* _Activity_
Set down each entry again exactly as written.

[Data entries]
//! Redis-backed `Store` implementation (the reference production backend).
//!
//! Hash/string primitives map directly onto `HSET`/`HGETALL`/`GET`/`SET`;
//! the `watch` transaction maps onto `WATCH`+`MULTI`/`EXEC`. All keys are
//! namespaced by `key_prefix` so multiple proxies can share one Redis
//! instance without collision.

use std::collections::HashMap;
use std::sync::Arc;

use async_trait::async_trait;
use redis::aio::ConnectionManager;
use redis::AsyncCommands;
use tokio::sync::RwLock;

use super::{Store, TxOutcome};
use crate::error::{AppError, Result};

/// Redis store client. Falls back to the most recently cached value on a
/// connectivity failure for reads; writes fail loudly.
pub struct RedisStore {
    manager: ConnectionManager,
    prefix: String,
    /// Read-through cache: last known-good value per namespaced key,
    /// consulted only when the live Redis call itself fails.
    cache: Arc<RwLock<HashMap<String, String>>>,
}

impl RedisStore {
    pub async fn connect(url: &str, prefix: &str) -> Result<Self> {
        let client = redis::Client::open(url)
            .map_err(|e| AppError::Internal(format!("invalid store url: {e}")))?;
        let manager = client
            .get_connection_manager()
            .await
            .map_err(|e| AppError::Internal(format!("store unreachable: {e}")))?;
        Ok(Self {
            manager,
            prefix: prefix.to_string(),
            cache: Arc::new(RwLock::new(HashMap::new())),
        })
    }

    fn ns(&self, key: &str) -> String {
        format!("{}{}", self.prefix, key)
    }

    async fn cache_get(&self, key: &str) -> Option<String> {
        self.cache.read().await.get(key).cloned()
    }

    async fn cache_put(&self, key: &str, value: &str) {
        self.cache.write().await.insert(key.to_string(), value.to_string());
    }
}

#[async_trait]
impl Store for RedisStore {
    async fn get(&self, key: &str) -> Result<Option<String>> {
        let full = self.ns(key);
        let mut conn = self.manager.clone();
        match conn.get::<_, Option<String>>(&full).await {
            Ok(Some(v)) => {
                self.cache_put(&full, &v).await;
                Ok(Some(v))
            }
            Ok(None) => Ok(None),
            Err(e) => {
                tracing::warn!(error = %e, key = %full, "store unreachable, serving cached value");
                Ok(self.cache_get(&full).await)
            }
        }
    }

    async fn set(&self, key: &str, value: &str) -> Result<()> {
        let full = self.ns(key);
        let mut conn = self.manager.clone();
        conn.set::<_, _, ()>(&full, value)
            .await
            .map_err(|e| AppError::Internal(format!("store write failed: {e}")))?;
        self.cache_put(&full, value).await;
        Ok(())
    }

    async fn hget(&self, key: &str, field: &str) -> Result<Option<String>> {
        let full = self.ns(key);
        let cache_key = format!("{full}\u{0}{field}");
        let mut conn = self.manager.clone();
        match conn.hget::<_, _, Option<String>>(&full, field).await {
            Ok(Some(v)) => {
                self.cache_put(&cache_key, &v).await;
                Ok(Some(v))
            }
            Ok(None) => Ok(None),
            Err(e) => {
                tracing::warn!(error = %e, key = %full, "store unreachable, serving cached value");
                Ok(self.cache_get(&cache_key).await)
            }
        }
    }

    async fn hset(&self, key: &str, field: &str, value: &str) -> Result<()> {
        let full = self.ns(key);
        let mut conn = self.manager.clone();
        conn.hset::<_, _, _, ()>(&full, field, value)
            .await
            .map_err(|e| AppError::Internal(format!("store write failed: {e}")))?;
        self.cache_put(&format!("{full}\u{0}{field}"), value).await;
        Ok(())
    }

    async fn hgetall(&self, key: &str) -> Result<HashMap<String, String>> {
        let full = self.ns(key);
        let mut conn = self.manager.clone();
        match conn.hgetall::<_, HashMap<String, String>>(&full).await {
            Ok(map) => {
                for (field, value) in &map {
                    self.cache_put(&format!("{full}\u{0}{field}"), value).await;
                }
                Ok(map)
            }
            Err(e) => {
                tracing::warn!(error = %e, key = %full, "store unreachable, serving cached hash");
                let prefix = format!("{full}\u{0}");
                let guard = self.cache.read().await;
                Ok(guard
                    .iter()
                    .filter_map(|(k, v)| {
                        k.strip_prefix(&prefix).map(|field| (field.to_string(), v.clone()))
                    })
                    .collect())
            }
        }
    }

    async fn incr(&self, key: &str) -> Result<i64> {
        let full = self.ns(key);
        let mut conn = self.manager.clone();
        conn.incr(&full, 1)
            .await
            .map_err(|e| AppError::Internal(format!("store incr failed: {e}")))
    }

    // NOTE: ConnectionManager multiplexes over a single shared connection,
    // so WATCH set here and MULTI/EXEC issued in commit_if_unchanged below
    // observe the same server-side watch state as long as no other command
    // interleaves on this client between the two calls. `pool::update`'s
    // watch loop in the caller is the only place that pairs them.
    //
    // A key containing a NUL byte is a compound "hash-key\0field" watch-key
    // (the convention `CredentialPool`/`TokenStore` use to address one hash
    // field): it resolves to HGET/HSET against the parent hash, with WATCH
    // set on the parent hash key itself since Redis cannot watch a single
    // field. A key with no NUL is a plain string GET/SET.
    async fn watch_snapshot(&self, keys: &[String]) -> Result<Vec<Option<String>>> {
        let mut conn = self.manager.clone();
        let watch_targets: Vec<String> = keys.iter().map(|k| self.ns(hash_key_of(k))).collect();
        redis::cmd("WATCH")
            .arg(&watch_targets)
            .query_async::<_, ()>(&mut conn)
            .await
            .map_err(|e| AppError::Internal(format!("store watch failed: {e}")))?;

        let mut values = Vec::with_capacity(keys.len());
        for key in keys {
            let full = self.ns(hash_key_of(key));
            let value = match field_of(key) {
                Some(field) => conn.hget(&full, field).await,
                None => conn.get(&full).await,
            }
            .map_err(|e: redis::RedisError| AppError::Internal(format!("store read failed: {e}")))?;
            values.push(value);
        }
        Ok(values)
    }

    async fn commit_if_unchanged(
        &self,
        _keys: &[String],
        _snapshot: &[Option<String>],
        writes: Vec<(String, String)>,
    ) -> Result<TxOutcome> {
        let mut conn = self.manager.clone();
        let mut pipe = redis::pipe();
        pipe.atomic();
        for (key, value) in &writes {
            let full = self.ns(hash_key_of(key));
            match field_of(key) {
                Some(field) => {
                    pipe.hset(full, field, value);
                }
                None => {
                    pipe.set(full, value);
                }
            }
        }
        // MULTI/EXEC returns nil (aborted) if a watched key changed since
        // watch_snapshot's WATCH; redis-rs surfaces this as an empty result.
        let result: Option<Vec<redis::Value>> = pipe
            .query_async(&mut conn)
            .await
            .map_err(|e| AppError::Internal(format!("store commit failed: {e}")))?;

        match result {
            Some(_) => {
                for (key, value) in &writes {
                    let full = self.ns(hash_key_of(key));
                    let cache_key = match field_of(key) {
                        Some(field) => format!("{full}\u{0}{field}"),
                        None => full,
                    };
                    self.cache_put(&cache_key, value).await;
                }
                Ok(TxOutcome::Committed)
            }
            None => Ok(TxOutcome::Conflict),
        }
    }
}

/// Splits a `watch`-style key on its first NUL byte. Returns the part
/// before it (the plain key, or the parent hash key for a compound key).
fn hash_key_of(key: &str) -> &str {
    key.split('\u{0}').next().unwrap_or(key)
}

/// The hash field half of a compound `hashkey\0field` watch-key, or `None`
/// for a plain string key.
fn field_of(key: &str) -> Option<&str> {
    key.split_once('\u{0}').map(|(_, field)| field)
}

* _Response to this task_
//! Redis-backed `Store` implementation (the reference production backend).
//!
//! Hash/string primitives map directly onto `HSET`/`HGETALL`/`GET`/`SET`;
//! the `watch` transaction maps onto `WATCH`+`MULTI`/`EXEC`. All keys are
//! namespaced by `key_prefix` so multiple proxies can share one Redis
//! instance without collision.

use std::collections::HashMap;
use std::sync::Arc;

use async_trait::async_trait;
use redis::aio::ConnectionManager;
use redis::AsyncCommands;
use tokio::sync::RwLock;

use super::{Store, TxOutcome};
use crate::error::{AppError, Result};

/// Redis store client. Falls back to the most recently cached value on a
/// connectivity failure for reads; writes fail loudly.
pub struct RedisStore {
    manager: ConnectionManager,
    prefix: String,
    /// Read-through cache: last known-good value per namespaced key,
    /// consulted only when the live Redis call itself fails.
    cache: Arc<RwLock<HashMap<String, String>>>,
}

impl RedisStore {
    pub async fn connect(url: &str, prefix: &str) -> Result<Self> {
        let client = redis::Client::open(url)
            .map_err(|e| AppError::Internal(format!("invalid store url: {e}")))?;
        let manager = client
            .get_connection_manager()
            .await
            .map_err(|e| AppError::Internal(format!("store unreachable: {e}")))?;
        Ok(Self {
            manager,
            prefix: prefix.to_string(),
            cache: Arc::new(RwLock::new(HashMap::new())),
        })
    }

    fn ns(&self, key: &str) -> String {
        format!("{}{}", self.prefix, key)
    }

    async fn cache_get(&self, key: &str) -> Option<String> {
        self.cache.read().await.get(key).cloned()
    }

    async fn cache_put(&self, key: &str, value: &str) {
        self.cache.write().await.insert(key.to_string(), value.to_string());
    }
}

#[async_trait]
impl Store for RedisStore {
    async fn get(&self, key: &str) -> Result<Option<String>> {
        let full = self.ns(key);
        let mut conn = self.manager.clone();
        match conn.get::<_, Option<String>>(&full).await {
            Ok(Some(v)) => {
                self.cache_put(&full, &v).await;
                Ok(Some(v))
            }
            Ok(None) => Ok(None),
            Err(e) => {
                tracing::warn!(error = %e, key = %full, "store unreachable, serving cached value");
                Ok(self.cache_get(&full).await)
            }
        }
    }

    async fn set(&self, key: &str, value: &str) -> Result<()> {
        let full = self.ns(key);
        let mut conn = self.manager.clone();
        conn.set::<_, _, ()>(&full, value)
            .await
            .map_err(|e| AppError::Internal(format!("store write failed: {e}")))?;
        self.cache_put(&full, value).await;
        Ok(())
    }

    async fn hget(&self, key: &str, field: &str) -> Result<Option<String>> {
        let full = self.ns(key);
        let cache_key = format!("{full}\u{0}{field}");
        let mut conn = self.manager.clone();
        match conn.hget::<_, _, Option<String>>(&full, field).await {
            Ok(Some(v)) => {
                self.cache_put(&cache_key, &v).await;
                Ok(Some(v))
            }
            Ok(None) => Ok(None),
            Err(e) => {
                tracing::warn!(error = %e, key = %full, "store unreachable, serving cached value");
                Ok(self.cache_get(&cache_key).await)
            }
        }
    }

    async fn hset(&self, key: &str, field: &str, value: &str) -> Result<()> {
        let full = self.ns(key);
        let mut conn = self.manager.clone();
        conn.hset::<_, _, _, ()>(&full, field, value)
            .await
            .map_err(|e| AppError::Internal(format!("store write failed: {e}")))?;
        self.cache_put(&format!("{full}\u{0}{field}"), value).await;
        Ok(())
    }

    async fn hgetall(&self, key: &str) -> Result<HashMap<String, String>> {
        let full = self.ns(key);
        let mut conn = self.manager.clone();
        match conn.hgetall::<_, HashMap<String, String>>(&full).await {
            Ok(map) => {
                for (field, value) in &map {
                    self.cache_put(&format!("{full}\u{0}{field}"), value).await;
                }
                Ok(map)
            }
            Err(e) => {
                tracing::warn!(error = %e, key = %full, "store unreachable, serving cached hash");
                let prefix = format!("{full}\u{0}");
                let guard = self.cache.read().await;
                Ok(guard
                    .iter()
                    .filter_map(|(k, v)| {
                        k.strip_prefix(&prefix).map(|field| (field.to_string(), v.clone()))
                    })
                    .collect())
            }
        }
    }

    async fn incr(&self, key: &str) -> Result<i64> {
        let full = self.ns(key);
        let mut conn = self.manager.clone();
        conn.incr(&full, 1)
            .await
            .map_err(|e| AppError::Internal(format!("store incr failed: {e}")))
    }

    // NOTE: ConnectionManager multiplexes over a single shared connection,
    // so WATCH set here and MULTI/EXEC issued in commit_if_unchanged below
    // observe the same server-side watch state as long as no other command
    // interleaves on this client between the two calls. `pool::update`'s
    // watch loop in the caller is the only place that pairs them.
    //
    // A key containing a NUL byte is a compound "hash-key\0field" watch-key
    // (the convention `CredentialPool`/`TokenStore` use to address one hash
    // field): it resolves to HGET/HSET against the parent hash, with WATCH
    // set on the parent hash key itself since Redis cannot watch a single
    // field. A key with no NUL is a plain string GET/SET.
    async fn watch_snapshot(&self, keys: &[String]) -> Result<Vec<Option<String>>> {
        let mut conn = self.manager.clone();
        let watch_targets: Vec<String> = keys.iter().map(|k| self.ns(hash_key_of(k))).collect();
        redis::cmd("WATCH")
            .arg(&watch_targets)
            .query_async::<_, ()>(&mut conn)
            .await
            .map_err(|e| AppError::Internal(format!("store watch failed: {e}")))?;

        let mut values = Vec::with_capacity(keys.len());
        for key in keys {
            let full = self.ns(hash_key_of(key));
            let value = match field_of(key) {
                Some(field) => conn.hget(&full, field).await,
                None => conn.get(&full).await,
            }
            .map_err(|e: redis::RedisError| AppError::Internal(format!("store read failed: {e}")))?;
            values.push(value);
        }
        Ok(values)
    }

    async fn commit_if_unchanged(
        &self,
        _keys: &[String],
        _snapshot: &[Option<String>],
        writes: Vec<(String, String)>,
    ) -> Result<TxOutcome> {
        let mut conn = self.manager.clone();
        let mut pipe = redis::pipe();
        pipe.atomic();
        for (key, value) in &writes {
            let full = self.ns(hash_key_of(key));
            match field_of(key) {
                Some(field) => {
                    pipe.hset(full, field, value);
                }
                None => {
                    pipe.set(full, value);
                }
            }
        }
        // MULTI/EXEC returns nil (aborted) if a watched key changed since
        // watch_snapshot's WATCH; redis-rs surfaces this as an empty result.
        let result: Option<Vec<redis::Value>> = pipe
            .query_async(&mut conn)
            .await
            .map_err(|e| AppError::Internal(format!("store commit failed: {e}")))?;

        match result {
            Some(_) => {
                for (key, value) in &writes {
                    let full = self.ns(hash_key_of(key));
                    let cache_key = match field_of(key) {
                        Some(field) => format!("{full}\u{0}{field}"),
                        None => full,
                    };
                    self.cache_put(&cache_key, value).await;
                }
                Ok(TxOutcome::Committed)
            }
            None => Ok(TxOutcome::Conflict),
        }
    }
}

/// Splits a `watch`-style key on its first NUL byte. Returns the part
/// before it (the plain key, or the parent hash key for a compound key).
fn hash_key_of(key: &str) -> &str {
    key.split('\u{0}').next().unwrap_or(key)
}

/// The hash field half of a compound `hashkey\0field` watch-key, or `None`
/// for a plain string key.
fn field_of(key: &str) -> Option<&str> {
    key.split_once('\u{0}').map(|(_, field)| field)
}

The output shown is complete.